I hope patients whose urologists spout the myth that "early surgery will lead to better long-term erectile function than delaying until he is older" will email this important study to them and ask for comment.

Monday, August 28, 2017

After failure of first-line radiation, both kinds of salvage brachytherapy are equally effective

A group of researchers at Memorial Sloan Kettering Cancer Center (MSKCC) reported in 2014 (see this link) on the outcomes of 42 patients with radio-recurrent prostate cancer treated with salvage high dose rate brachytherapy (sHDR-BT). The results were quite good - over two thirds had no evidence of further recurrence as of 5 years, and grade 3 toxicity (serious, requiring treatment) was limited to one patient with late-term urinary incontinence. Kollmeier et al. have now updated their results and compared them with outcomes of men treated with salvage low dose rate brachytherapy (sLDR-BT).

All patients were treated between 2003 and 2015, and all salvage treatments were whole gland, not focal or hemi-gland.
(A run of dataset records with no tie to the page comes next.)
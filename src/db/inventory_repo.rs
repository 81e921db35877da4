// src/db/inventory_repo.rs

use async_trait::async_trait;
use chrono::NaiveDate;
use sqlx::PgPool;
use uuid::Uuid;

use crate::{
    common::error::{AppError, Resource},
    db::{CategoryDeletion, InventoryStore},
    models::inventory::{
        Category, CategoryStats, PriceHistory, Product, ProductDetails, ProductInput,
        ProductUpdate, EXPIRED_PRODUCT_STATUS,
    },
};

// Products joined with the names shown by the back office.
const PRODUCT_DETAILS_SELECT: &str = r#"
    SELECT
        p.id, p.name, p.category_id, p.qty, p.supplier, p.price,
        p.picture_url, p.status, p.exp_date,
        p.created_by, p.updated_by, p.created_at, p.updated_at,
        c.name AS category_name,
        a.full_name AS created_by_name,
        a2.full_name AS updated_by_name
    FROM products p
    LEFT JOIN categories c ON p.category_id = c.id
    LEFT JOIN accounts a ON p.created_by = a.id
    LEFT JOIN accounts a2 ON p.updated_by = a2.id
"#;

fn map_category_write_error(e: sqlx::Error) -> AppError {
    if let sqlx::Error::Database(db_err) = &e {
        if db_err.is_unique_violation() {
            return AppError::CategoryNameTaken;
        }
    }
    e.into()
}

fn map_product_write_error(e: sqlx::Error) -> AppError {
    if let sqlx::Error::Database(db_err) = &e {
        if db_err.is_foreign_key_violation()
            && db_err.constraint() == Some("products_category_id_fkey")
        {
            return AppError::NotFound(Resource::Category);
        }
    }
    e.into()
}

/// Postgres-backed inventory storage.
#[derive(Clone)]
pub struct InventoryRepository {
    pool: PgPool,
}

impl InventoryRepository {
    pub fn new(pool: PgPool) -> Self {
        Self { pool }
    }
}

#[async_trait]
impl InventoryStore for InventoryRepository {
    // ---
    // Categories
    // ---

    async fn list_categories(&self) -> Result<Vec<Category>, AppError> {
        let categories =
            sqlx::query_as::<_, Category>("SELECT * FROM categories ORDER BY name ASC")
                .fetch_all(&self.pool)
                .await?;
        Ok(categories)
    }

    async fn find_category(&self, id: Uuid) -> Result<Option<Category>, AppError> {
        let category = sqlx::query_as::<_, Category>("SELECT * FROM categories WHERE id = $1")
            .bind(id)
            .fetch_optional(&self.pool)
            .await?;
        Ok(category)
    }

    async fn create_category(&self, name: &str) -> Result<Category, AppError> {
        sqlx::query_as::<_, Category>("INSERT INTO categories (name) VALUES ($1) RETURNING *")
            .bind(name)
            .fetch_one(&self.pool)
            .await
            .map_err(map_category_write_error)
    }

    async fn rename_category(&self, id: Uuid, name: &str) -> Result<Option<Category>, AppError> {
        sqlx::query_as::<_, Category>(
            "UPDATE categories SET name = $2, updated_at = NOW() WHERE id = $1 RETURNING *",
        )
        .bind(id)
        .bind(name)
        .fetch_optional(&self.pool)
        .await
        .map_err(map_category_write_error)
    }

    async fn delete_category_guarded(&self, id: Uuid) -> Result<CategoryDeletion, AppError> {
        let mut tx = self.pool.begin().await?;

        // 1. Lock the category row. A product insert referencing it needs a
        //    KEY SHARE lock on the same row, so it waits for us.
        let locked: Option<Uuid> =
            sqlx::query_scalar("SELECT id FROM categories WHERE id = $1 FOR UPDATE")
                .bind(id)
                .fetch_optional(&mut *tx)
                .await?;
        if locked.is_none() {
            return Ok(CategoryDeletion::NotFound);
        }

        // 2. Count under the lock
        let count: i64 = sqlx::query_scalar("SELECT COUNT(*) FROM products WHERE category_id = $1")
            .bind(id)
            .fetch_one(&mut *tx)
            .await?;
        if count > 0 {
            return Ok(CategoryDeletion::InUse(count));
        }

        // 3. Delete; FK RESTRICT stays as the last line
        sqlx::query("DELETE FROM categories WHERE id = $1")
            .bind(id)
            .execute(&mut *tx)
            .await?;

        tx.commit().await?;
        Ok(CategoryDeletion::Deleted)
    }

    async fn category_stats(&self) -> Result<Vec<CategoryStats>, AppError> {
        let stats = sqlx::query_as::<_, CategoryStats>(
            r#"
            SELECT
                c.id,
                c.name,
                COUNT(p.id) AS product_count,
                COALESCE(SUM(p.qty), 0)::BIGINT AS total_stock,
                ROUND(COALESCE(AVG(p.price), 0), 2) AS avg_price,
                COALESCE(MIN(p.price), 0) AS min_price,
                COALESCE(MAX(p.price), 0) AS max_price
            FROM categories c
            LEFT JOIN products p ON c.id = p.category_id
            GROUP BY c.id, c.name
            ORDER BY c.name ASC
            "#,
        )
        .fetch_all(&self.pool)
        .await?;
        Ok(stats)
    }

    // ---
    // Products: reads
    // ---

    async fn list_products(&self, category_id: Option<Uuid>) -> Result<Vec<ProductDetails>, AppError> {
        let sql = format!(
            "{PRODUCT_DETAILS_SELECT} WHERE ($1::uuid IS NULL OR p.category_id = $1) ORDER BY p.created_at DESC"
        );
        let products = sqlx::query_as::<_, ProductDetails>(&sql)
            .bind(category_id)
            .fetch_all(&self.pool)
            .await?;
        Ok(products)
    }

    async fn products_in_category(&self, category_id: Uuid) -> Result<Vec<ProductDetails>, AppError> {
        let sql = format!("{PRODUCT_DETAILS_SELECT} WHERE p.category_id = $1 ORDER BY p.name ASC");
        let products = sqlx::query_as::<_, ProductDetails>(&sql)
            .bind(category_id)
            .fetch_all(&self.pool)
            .await?;
        Ok(products)
    }

    async fn find_product(&self, id: Uuid) -> Result<Option<ProductDetails>, AppError> {
        let sql = format!("{PRODUCT_DETAILS_SELECT} WHERE p.id = $1");
        let product = sqlx::query_as::<_, ProductDetails>(&sql)
            .bind(id)
            .fetch_optional(&self.pool)
            .await?;
        Ok(product)
    }

    async fn low_stock(&self, threshold: i32) -> Result<Vec<ProductDetails>, AppError> {
        let sql = format!("{PRODUCT_DETAILS_SELECT} WHERE p.qty <= $1 ORDER BY p.qty ASC, p.name ASC");
        let products = sqlx::query_as::<_, ProductDetails>(&sql)
            .bind(threshold)
            .fetch_all(&self.pool)
            .await?;
        Ok(products)
    }

    async fn expired(&self, today: NaiveDate) -> Result<Vec<ProductDetails>, AppError> {
        let sql = format!(
            "{PRODUCT_DETAILS_SELECT} WHERE p.exp_date <= $1 OR p.status = $2 \
             ORDER BY p.exp_date ASC NULLS LAST, p.name ASC"
        );
        let products = sqlx::query_as::<_, ProductDetails>(&sql)
            .bind(today)
            .bind(EXPIRED_PRODUCT_STATUS)
            .fetch_all(&self.pool)
            .await?;
        Ok(products)
    }

    async fn price_history(&self, product_id: Uuid) -> Result<Vec<PriceHistory>, AppError> {
        let history = sqlx::query_as::<_, PriceHistory>(
            r#"
            SELECT
                ph.id, ph.product_id, ph.old_price, ph.new_price, ph.changed_by,
                a.full_name AS changed_by_name,
                ph.changed_at
            FROM product_price_history ph
            LEFT JOIN accounts a ON ph.changed_by = a.id
            WHERE ph.product_id = $1
            ORDER BY ph.changed_at DESC
            "#,
        )
        .bind(product_id)
        .fetch_all(&self.pool)
        .await?;
        Ok(history)
    }

    // ---
    // Products: writes
    // ---

    async fn create_product(&self, input: &ProductInput, actor: Uuid) -> Result<Product, AppError> {
        sqlx::query_as::<_, Product>(
            r#"
            INSERT INTO products (
                name, category_id, qty, supplier, price,
                picture_url, status, exp_date, created_by, updated_by
            )
            VALUES ($1, $2, $3, $4, $5, $6, $7, $8, $9, $9)
            RETURNING *
            "#,
        )
        .bind(&input.name)
        .bind(input.category_id)
        .bind(input.qty)
        .bind(&input.supplier)
        .bind(input.price)
        .bind(&input.picture_url)
        .bind(&input.status)
        .bind(input.exp_date)
        .bind(actor)
        .fetch_one(&self.pool)
        .await
        .map_err(map_product_write_error)
    }

    async fn update_product_audited(
        &self,
        id: Uuid,
        input: &ProductInput,
        actor: Uuid,
    ) -> Result<Option<ProductUpdate>, AppError> {
        let mut tx = self.pool.begin().await?;

        // 1. Pre-image under a row lock, so a concurrent update of the same
        //    product reads our post-image as its "old price".
        let previous = sqlx::query_as::<_, Product>("SELECT * FROM products WHERE id = $1 FOR UPDATE")
            .bind(id)
            .fetch_optional(&mut *tx)
            .await?;
        let Some(previous) = previous else {
            return Ok(None);
        };

        // 2. Full replacement of the editable fields
        let current = sqlx::query_as::<_, Product>(
            r#"
            UPDATE products
            SET name = $2,
                category_id = $3,
                qty = $4,
                supplier = $5,
                price = $6,
                picture_url = $7,
                status = $8,
                exp_date = $9,
                updated_by = $10,
                updated_at = NOW()
            WHERE id = $1
            RETURNING *
            "#,
        )
        .bind(id)
        .bind(&input.name)
        .bind(input.category_id)
        .bind(input.qty)
        .bind(&input.supplier)
        .bind(input.price)
        .bind(&input.picture_url)
        .bind(&input.status)
        .bind(input.exp_date)
        .bind(actor)
        .fetch_one(&mut *tx)
        .await
        .map_err(map_product_write_error)?;

        // 3. Audit row in the same transaction
        if previous.price != current.price {
            sqlx::query(
                r#"
                INSERT INTO product_price_history (product_id, old_price, new_price, changed_by)
                VALUES ($1, $2, $3, $4)
                "#,
            )
            .bind(id)
            .bind(previous.price)
            .bind(current.price)
            .bind(actor)
            .execute(&mut *tx)
            .await?;
        }

        tx.commit().await?;
        Ok(Some(ProductUpdate { previous, current }))
    }

    async fn delete_product(&self, id: Uuid) -> Result<Option<Product>, AppError> {
        let product = sqlx::query_as::<_, Product>("DELETE FROM products WHERE id = $1 RETURNING *")
            .bind(id)
            .fetch_optional(&self.pool)
            .await?;
        Ok(product)
    }
}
  • 37 patients received sLDR-BT
  • 61 received sHDR-BT
  • 45% received adjuvant androgen deprivation therapy (ADT)
  • All patients were screened for distant metastases with a CT or MRI and a bone scan at least
  • All patients had biopsy-confirmed cancer in the prostate

After a median follow-up up 31 months:

  • 3-year PSA relapse-free survival (RFS) was 60%
  • Both therapies were similar
  • RFS=39% for those with PSA doubling times (PSADT) less than 1 year vs. 72% for those with PSADTs of a year or more.
  • No statistically significant differences in urinary or rectal toxicity between the two therapies: most returned to baseline function.
  • sLDR-BT had a higher rate of acute urinary toxicity
  • Erectile function was not measured because of high rates of pre-existing impotence and ADT usage

In the Fuller study of salvage SBRT (see this link), bRFS was 82% at 2 years, and ADT was not used. NIH will soon begin recruitment for a clinical trial of salvage SBRT (NCT03253744), which includes detection using the DCFPyL PET/CT - the best of the new generation. Dr. Kollmeier mentioned that MSKCC has treated a few select patients with salvage SBRT as well. They are also looking at using a more tailored approach: adding systemic therapy for higher grade recurrences and focal/hemi-gland treatment for less aggressive cases. MSKCC is on the leading edge of using the new generation of PET/MRI scans which will undoubtedly improve patient selection going forward.